Emérita, Emeri para sus amigos, se sacó el carnet de conducir a los treinta y tres. Llevaba catorce años pensando hacerlo, desde que ella y su marido

se establecieron en España, pero no lo materializó hasta que sus hijos Camila y Alejandro empezaron a sufrir tantas dificultades para caminar que fue necesario escolarizarlos en un centro de integración preferente para problemas motóricos, demasiado lejos de casa para ir caminando.

 

Con la L mayúscula de conductor en prácticas en el cristal trasero de la furgoneta gris de segunda mano y la tarjeta azul de estacionamiento para personas con movilidad reducida sobre el salpicadero, Emeri acude cada día a recogerlos al colegio. Camila, de nueve años, usa silla de ruedas desde hace tiempo. Alex, de siete, se desplaza ya con ayuda de un andador.


Al aparecer los primeros síntomas ella cambió la hostelería por una jornada completa como cuidadora, chófer, administrativo, psicóloga, enfermera, ama de casa, animadora y sobre todo madre, porque cuando un océano te separa de los tuyos no hay conciliación familiar posible más allá de la que puedas organizar con tu esposo. Cuidar de dos niños dependientes es quedarse anclado en las primeras etapas del desarrollo en lo físico, haciendo frente a las inquietudes y deseos de sus mentes en crecimiento. Y es duro.


Es duro cambiar de colegio porque no está adaptado, dejando atrás a los amigos y a los profesores. Es duro sustituir los ensayos de danza por las sesiones de fisioterapia, a las que lleva religiosamente a los dos niños. Es duro tener que rechazar invitaciones de cumpleaños porque se celebran en parques de bolas inaccesibles o en cafeterías a las que sólo se llega subiendo escaleras. Es duro ver las miradas de conmiseración de la gente, escuchar cómo otros chiquillos preguntan en voz baja a sus papás qué les pasa a esos niños, asustados con la idea de que pudiera ocurrirles a ellos. Es duro que tu hijo te diga que no le inscribas a fútbol porque ya no le gusta, cuando sabes que el problema está en que no siente estabilidad suficiente para practicarlo, pero se sigue emocionando cada vez que ve un partido en televisión junto a su padre. Mamá, ¿cuándo vuelvo a caminar? Mamá, ¿y ya no correré más? Es muy duro.
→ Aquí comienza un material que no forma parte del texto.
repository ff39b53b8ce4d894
use axum::{
    extract::{Path, State},
    http::StatusCode,
    response::{IntoResponse, Json},
};
use lazy_static::lazy_static;
use serde::{Deserialize, Serialize};
use std::collections::HashMap;
use std::sync::atomic::{AtomicI64, Ordering};
use std::sync::Arc;
use std::time::Instant;
use tokio::sync::RwLock;
use tracing::info;
use utoipa::ToSchema;
use validator::Validate;

use super::extract::ValidatedJson;
use crate::errors::{ApiError, CommonError, ConstraintViolations, ErrorCode, ErrorResponse};

lazy_static! {
    static ref START_TIME: Instant = Instant::now();
}

pub type AppState = Arc<AppStateInner>;

/// In-memory user store backing the demo routes
#[derive(Default)]
pub struct AppStateInner {
    pub users: RwLock<HashMap<i64, User>>,
    pub next_id: AtomicI64,
}

/// User registration payload
#[derive(Debug, Deserialize, Validate, ToSchema)]
pub struct NewUser {
    /// Display name
    #[validate(length(min = 1, max = 64, message = "must be between 1 and 64 characters"))]
    pub name: String,
    /// Contact address
    #[validate(email(message = "must be a well-formed email address"))]
    pub email: String,
    /// Age in years
    #[validate(range(min = 13, max = 150, message = "must be between 13 and 150"))]
    pub age: u32,
}

/// Stored user
#[derive(Debug, Clone, Serialize, Deserialize, ToSchema)]
pub struct User {
    pub id: i64,
    pub name: String,
    pub email: String,
    pub age: u32,
}

/// Health check endpoint
#[utoipa::path(
    get,
    path = "/health",
    tag = "health",
    responses(
        (status = 200, description = "Service is healthy", body = serde_json::Value)
    )
)]
pub async fn health() -> impl IntoResponse {
    Json(serde_json::json!({
        "status": "healthy",
        "service": "common-error-demo",
        "version": env!("CARGO_PKG_VERSION"),
        "uptime_seconds": START_TIME.elapsed().as_secs(),
    }))
}

/// Register a user
#[utoipa::path(
    post,
    path = "/users",
    tag = "users",
    request_body = NewUser,
    responses(
        (status = 201, description = "User created", body = User),
        (status = 400, description = "Invalid request body", body = ErrorResponse)
    )
)]
pub async fn create_user(
    State(state): State<AppState>,
    ValidatedJson(new_user): ValidatedJson<NewUser>,
) -> Result<(StatusCode, Json<User>), ApiError> {
    let id = state.next_id.fetch_add(1, Ordering::SeqCst) + 1;
    let user = User {
        id,
        name: new_user.name,
        email: new_user.email,
        age: new_user.age,
    };

    state.users.write().await.insert(id, user.clone());
    info!("Created user {}", id);

    Ok((StatusCode::CREATED, Json(user)))
}

/// Fetch a user by id
#[utoipa::path(
    get,
    path = "/users/{id}",
    tag = "users",
    params(("id" = i64, Path, description = "User id, starting at 1")),
    responses(
        (status = 200, description = "User found", body = User),
        (status = 400, description = "Invalid id", body = ErrorResponse),
        (status = 500, description = "Unknown user", body = ErrorResponse)
    )
)]
pub async fn get_user(
    State(state): State<AppState>,
    Path(id): Path<i64>,
) -> Result<Json<User>, ApiError> {
    if id < 1 {
        return Err(ConstraintViolations::new()
            .with("id", "must be greater than or equal to 1")
            .into());
    }

    let users = state.users.read().await;
    let user = users.get(&id).cloned().ok_or_else(|| {
        CommonError::new(ErrorCode::GenericError, format!("User {} not found", id))
            .with_args([id.to_string()])
    })?;

    Ok(Json(user))
}

/// Always fails with an internal error
#[utoipa::path(
    get,
    path = "/fail",
    tag = "demo",
    responses(
        (status = 500, description = "Internal failure", body = ErrorResponse)
    )
)]
pub async fn fail() -> Result<Json<User>, ApiError> {
    Err(anyhow::anyhow!("disk full").into())
}

/// Always panics
#[utoipa::path(
    get,
    path = "/panic",
    tag = "demo",
    responses(
        (status = 500, description = "Handler panicked", body = ErrorResponse)
    )
)]
pub async fn panic_handler() -> Json<User> {
    panic!("handler panicked on purpose")
}
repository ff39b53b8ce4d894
use axum::{
    http::StatusCode,
    response::{IntoResponse, Response},
    Json,
};
use chrono::{DateTime, Utc};
use serde::{Deserialize, Serialize};
use utoipa::ToSchema;

/// Structured error response
#[derive(Debug, Clone, Serialize, Deserialize, ToSchema)]
#[serde(rename_all = "camelCase")]
pub struct ErrorResponse {
    /// HTTP status code
    http_status: u16,
    /// Human-readable error message
    message: String,
    /// Moment the failure was observed
    date_time: DateTime<Utc>,
    /// Field-level validation errors, in the order they were recorded
    #[serde(default, skip_serializing_if = "Option::is_none")]
    validation_errors: Option<Vec<ValidationError>>,
    /// Formatted trace of the failure (only when enabled)
    #[serde(default, skip_serializing_if = "Option::is_none")]
    stack_trace: Option<String>,
}

/// One field-level validation error
#[derive(Debug, Clone, PartialEq, Eq, Serialize, Deserialize, ToSchema)]
pub struct ValidationError {
    pub field: String,
    pub message: String,
}

impl ErrorResponse {
    /// Create a new error response stamped with the current time
    pub fn new(status: StatusCode, message: impl Into<String>) -> Self {
        Self {
            http_status: status.as_u16(),
            message: message.into(),
            date_time: Utc::now(),
            validation_errors: None,
            stack_trace: None,
        }
    }

    /// Append a validation error. Repeated fields are kept.
    pub fn add_validation_error(&mut self, field: impl Into<String>, message: impl Into<String>) {
        self.validation_errors
            .get_or_insert_with(Vec::new)
            .push(ValidationError {
                field: field.into(),
                message: message.into(),
            });
    }

    /// Replace the stack trace
    pub fn set_stack_trace(&mut self, trace: impl Into<String>) {
        self.stack_trace = Some(trace.into());
    }

    pub fn http_status(&self) -> u16 {
        self.http_status
    }

    pub fn message(&self) -> &str {
        &self.message
    }

    pub fn date_time(&self) -> DateTime<Utc> {
        self.date_time
    }

    pub fn validation_errors(&self) -> Option<&[ValidationError]> {
        self.validation_errors.as_deref()
    }

    pub fn stack_trace(&self) -> Option<&str> {
        self.stack_trace.as_deref()
    }
}

impl IntoResponse for ErrorResponse {
    fn into_response(self) -> Response {
        let status =
            StatusCode::from_u16(self.http_status).unwrap_or(StatusCode::INTERNAL_SERVER_ERROR);

        (status, Json(self)).into_response()
    }
}
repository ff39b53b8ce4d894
pub mod logging;

pub use logging::logging_middleware;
A menudo faltan las palabras para explicar tantas visitas al médico, tantos pinchazos, tantos ingresos, tantas ausencias al colegio, incluso el día del acto de graduación de Infantil, organizado con ilusión junto a sus compañeros y profesores. Emeri no quiere echar la vista atrás, pero el futuro tampoco es halagüeño: pasa el tiempo, los médicos no dan con el diagnóstico y la enfermedad avanza. Ella comprende que la clave está en acomodarse, adaptarse a las circunstancias y hacer planes a corto plazo, pero cuando no sabes hacia dónde te lleva la carretera, tomar las curvas a ciegas no parece una buena opción. Dan ganas de parar en el arcén y abandonar el vehículo. Otros lo harían. Ella no.
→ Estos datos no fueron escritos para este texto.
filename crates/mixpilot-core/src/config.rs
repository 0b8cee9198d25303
//! Generic configuration I/O.
//!
//! YAML load/save that works with any serializable config type. A
//! missing or invalid file yields defaults with a warning - the agent
//! must come up even when someone fat-fingers the config at doors.

use anyhow::{Context, Result};
use serde::de::DeserializeOwned;
use serde::Serialize;
use std::path::Path;

/// Load configuration from a YAML file, falling back to defaults.
pub fn load_config<T>(path: &Path) -> T
where
    T: DeserializeOwned + Default,
{
    if !path.exists() {
        log::info!("Config file {:?} doesn't exist, using defaults", path);
        return T::default();
    }

    match std::fs::read_to_string(path) {
        Ok(contents) => match serde_yaml::from_str::<T>(&contents) {
            Ok(config) => {
                log::info!("Loaded config from {:?}", path);
                config
            }
            Err(e) => {
                log::warn!("Failed to parse config: {}, using defaults", e);
                T::default()
            }
        },
        Err(e) => {
            log::warn!("Failed to read config file: {}, using defaults", e);
            T::default()
        }
    }
}

/// Save configuration to a YAML file, creating parent directories.
pub fn save_config<T>(config: &T, path: &Path) -> Result<()>
where
    T: Serialize,
{
    if let Some(parent) = path.parent() {
        std::fs::create_dir_all(parent)
            .with_context(|| format!("Failed to create config directory: {:?}", parent))?;
    }

    let yaml = serde_yaml::to_string(config).context("Failed to serialize config")?;
    std::fs::write(path, yaml)
        .with_context(|| format!("Failed to write config file: {:?}", path))?;
    Ok(())
}

#[cfg(test)]
mod tests {
    use super::*;
    use serde::Deserialize;

    #[derive(Debug, Clone, Default, PartialEq, Serialize, Deserialize)]
    struct TestConfig {
        value: i32,
        name: String,
    }

    #[test]
    fn test_load_nonexistent_returns_default() {
        let config: TestConfig = load_config(Path::new("/nonexistent/path/config.yaml"));
        assert_eq!(config, TestConfig::default());
    }

    #[test]
    fn test_invalid_yaml_returns_default() {
        let dir = tempfile::tempdir().unwrap();
        let path = dir.path().join("bad.yaml");
        std::fs::write(&path, ":: not yaml {{{").unwrap();
        let config: TestConfig = load_config(&path);
        assert_eq!(config, TestConfig::default());
    }

    #[test]
    fn test_roundtrip() {
        let dir = tempfile::tempdir().unwrap();
        let path = dir.path().join("test-config.yaml");

        let config = TestConfig { value: 42, name: "show".to_string() };
        save_config(&config, &path).unwrap();
        let loaded: TestConfig = load_config(&path);
        assert_eq!(loaded, config);
    }
}
//! mixpilot core - shared engine for the live-sound co-pilot
//!
//! Everything between the console wire protocol and the LLM lives here:
//! the console state mirror, audio capture and spectral analysis,
//! channel discovery, and the propose → validate → approve → execute
//! action pipeline. The agent binary wires these into its loops.

pub mod action;
pub mod analysis;
pub mod approval;
pub mod audio;
pub mod config;
pub mod console;
pub mod discovery;
pub mod llm;
pub mod types;

pub use types::*;
//! Full-sync progress tracking.
//!
//! The adapter event pump feeds every parameter update through
//! [`SyncProgress::note`]; a full sync is considered complete when one
//! Name update per channel and bus has been seen. Discovery waits on
//! that count with a deadline and proceeds on partial state if the
//! console is slow.

use std::sync::atomic::{AtomicUsize, Ordering};
use std::time::{Duration, Instant};

use crate::console::adapter::ConsoleAdapter;
use crate::console::params::{ChannelParam, ParameterUpdate};

#[derive(Default)]
pub struct SyncProgress {
    names_seen: AtomicUsize,
}

impl SyncProgress {
    pub fn new() -> Self {
        Self::default()
    }

    /// Called by the event pump for every incoming update.
    pub fn note(&self, update: &ParameterUpdate) {
        if update.param == ChannelParam::Name {
            self.names_seen.fetch_add(1, Ordering::Relaxed);
        }
    }

    pub fn reset(&self) {
        self.names_seen.store(0, Ordering::Relaxed);
    }

    pub fn names_seen(&self) -> usize {
        self.names_seen.load(Ordering::Relaxed)
    }
}

/// Request a full dump and block until `expected` Name updates arrive
/// or the deadline passes. Returns false on timeout.
pub fn perform_full_sync(
    adapter: &dyn ConsoleAdapter,
    progress: &SyncProgress,
    expected: usize,
    timeout: Duration,
) -> bool {
    log::info!("Starting full console sync ({} endpoints expected)", expected);
    progress.reset();
    adapter.request_full_sync();

    let deadline = Instant::now() + timeout;
    loop {
        let seen = progress.names_seen();
        if seen >= expected {
            log::info!("Full sync complete - {} endpoints received", seen);
            return true;
        }
        if Instant::now() >= deadline {
            log::warn!(
                "Full sync timed out after {:?} - proceeding with partial state ({}/{})",
                timeout,
                seen,
                expected
            );
            return false;
        }
        std::thread::sleep(Duration::from_millis(10));
    }
}

#[cfg(test)]
mod tests {
    use super::*;
    use crate::console::params::ParameterUpdate;

    #[test]
    fn test_progress_counts_only_names() {
        let p = SyncProgress::new();
        p.note(&ParameterUpdate::channel_float(1, ChannelParam::Fader, 0.5));
        p.note(&ParameterUpdate::channel_name(1, "Kick"));
        p.note(&ParameterUpdate::channel_name(2, "Snare"));
        assert_eq!(p.names_seen(), 2);
        p.reset();
        assert_eq!(p.names_seen(), 0);
    }
}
Emeri respira hondo. Gira la llave de contacto, quita el freno de mano, mete la primera con cuidado y sigue adelante, con el cuerpo tenso y la mirada fija en la circulación como buena conductora novel, pero controlando por el rabillo del ojo a los jóvenes pasajeros del asiento de atrás. Camila y Ale son el motor de su existencia, que no se parece en nada a lo que imaginó junto a su marido al comenzar su vida en común, pero a la que hay que aferrarse porque nadie tiene una segunda oportunidad. Cuidar de sus hijos le llena de fuerzas y de esperanza porque ha aprendido a vivir y a disfrutar de cada momento.
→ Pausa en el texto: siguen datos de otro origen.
//! Name-based channel classification.
//!
//! A priority-ordered table of case-insensitive patterns covering the
//! names engineers actually type on console scribble strips. First
//! match wins.

use regex::Regex;

use super::profile::{Confidence, Role};

struct Rule {
    pattern: Regex,
    role: Role,
    group: &'static str,
    confidence: Confidence,
}

/// Outcome of classifying a channel name.
#[derive(Debug, Clone, PartialEq)]
pub struct NameClassification {
    pub role: Role,
    pub group: String,
    pub confidence: Confidence,
}

pub struct NameClassifier {
    rules: Vec<Rule>,
}

impl NameClassifier {
    pub fn new() -> Self {
        let mut rules = Vec::new();
        let mut add = |pattern: &str, role: Role, group: &'static str, confidence: Confidence| {
            let pattern = Regex::new(&format!("(?i){}", pattern))
                .expect("invalid name classifier pattern");
            rules.push(Rule { pattern, role, group, confidence });
        };

        use Confidence::{High, Low, Medium};

        // Drums
        add(r"^k(ic)?k$|bd|bass.?drum", Role::Kick, "drums", High);
        add(r"^sn(are)?$|snr", Role::Snare, "drums", High);
        add(r"h\.?h|hi.?hat|hihat|hh", Role::HiHat, "drums", High);
        add(r"^tom\s*[1-4]?$|^t[1-4]$|rack.?tom|floor.?tom", Role::Tom, "drums", High);
        add(r"^oh$|over.?head|cym(bal)?", Role::Overhead, "drums", High);
        add(r"room|amb(ience)?|kit.?mic", Role::RoomMic, "drums", High);

        // Bass
        add(r"^bass?\s*(d\.?i\.?|direct)?$|b\.d\.i\.?|bgtr", Role::BassGuitar, "bass", High);
        add(r"bass.?amp|b\.?amp", Role::BassAmp, "bass", High);

        // Guitars
        add(r"^e\.?gtr|elec.?git|e\.?guitar|^gtr\s*[lr12]?$", Role::ElectricGuitar, "guitars", High);
        add(r"ac.?git|acoustic|a\.?gtr", Role::AcousticGuitar, "guitars", High);

        // Keys
        add(r"^pno$|piano|grand", Role::Piano, "keys", High);
        add(r"^keys?\s*[lr12]?$|keyboard", Role::Keys, "keys", High);
        add(r"organ|b3|hammond", Role::Organ, "keys", High);
        add(r"synth|moog|arp|poly|pad|seq", Role::Synth, "keys", High);

        // Vocals
        add(
            r"^(lead\s*)?vox\s*(l|r|lr|1|2)?$|^(lead\s*)?vocal|^lv$|^ld\.?vx",
            Role::LeadVocal,
            "vocals",
            High,
        );
        add(
            r"^bv\s*[1-4lr]?$|b\.?v\.|back.?voc|backing|harmony|bg\.?voc",
            Role::BackingVocal,
            "vocals",
            High,
        );
        add(r"choir|chorus", Role::Choir, "vocals", High);
        add(r"presenter|speaker|announce|mc$|host", Role::Presenter, "vocals", High);
        add(r"talk.?back|^tb$|comm", Role::Talkback, "talkback", High);

        // Brass / strings
        add(r"tpt|trumpet|trp", Role::Trumpet, "brass", High);
        add(r"sax|alto|tenor|bari", Role::Saxophone, "brass", High);
        add(r"vln|violin|fiddle", Role::Violin, "strings", High);
        add(r"cello|vcl", Role::Cello, "strings", High);

        // Playback / FX
        add(r"playback|track[s]?|click|backing.?track|^bt$", Role::Playback, "playback", High);
        add(r"^fx\s*ret|return|rev.?return|delay.?ret", Role::FxReturn, "fx", High);
        add(r"^d\.?i\.?$|direct", Role::Di, "misc", Medium);

        // Generic console defaults: name tells us nothing
        add(r"^ch\s*\d+$|^input\s*\d+$|^mic\s*\d+$|^\d+$", Role::Unknown, "unknown", Low);

        Self { rules }
    }

    pub fn classify(&self, name: &str) -> NameClassification {
        let trimmed = name.trim();
        if trimmed.is_empty() {
            return NameClassification {
                role: Role::Unknown,
                group: "unknown".into(),
                confidence: Confidence::Unknown,
            };
        }

        for rule in &self.rules {
            if rule.pattern.is_match(trimmed) {
                return NameClassification {
                    role: rule.role,
                    group: rule.group.into(),
                    confidence: rule.confidence,
                };
            }
        }

        // Custom name we don't recognize: worth a spectral second opinion
        NameClassification {
            role: Role::Unknown,
            group: "unknown".into(),
            confidence: Confidence::Low,
        }
    }
}

impl Default for NameClassifier {
    fn default() -> Self {
        Self::new()
    }
}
Los sábados acuden a APAIPA, una asociación de ocio inclusivo para niños y adolescentes del barrio de Aluche, en Madrid, donde Ale y Camila juegan, hacen manualidades y disfrutan con voluntarios y amigos. Es una forma de resarcirse del ajetreo de los viernes, cuando aprovechan la hora de la comida para ir a fisioterapia en el otro extremo de la ciudad porque no había un horario mejor para los niños. Ese día Emeri come a las cinco, pero lo cuenta con una sonrisa.


—Es lo normal, ¿no? —dice, encogiéndose un poco de hombros.
—Si fuera para ir tú al gimnasio, ¿lo harías? —. Se ríe, con gesto de incredulidad.
—¿Yo? Nooo.


Pero esto no es por ella. Es por Camila y por Alejandro. Por su marido Maicol. Por su familia, por el pasado que no volverá y por el futuro que está por venir. Y por la calidad de toda la vida que les queda por vivir juntos.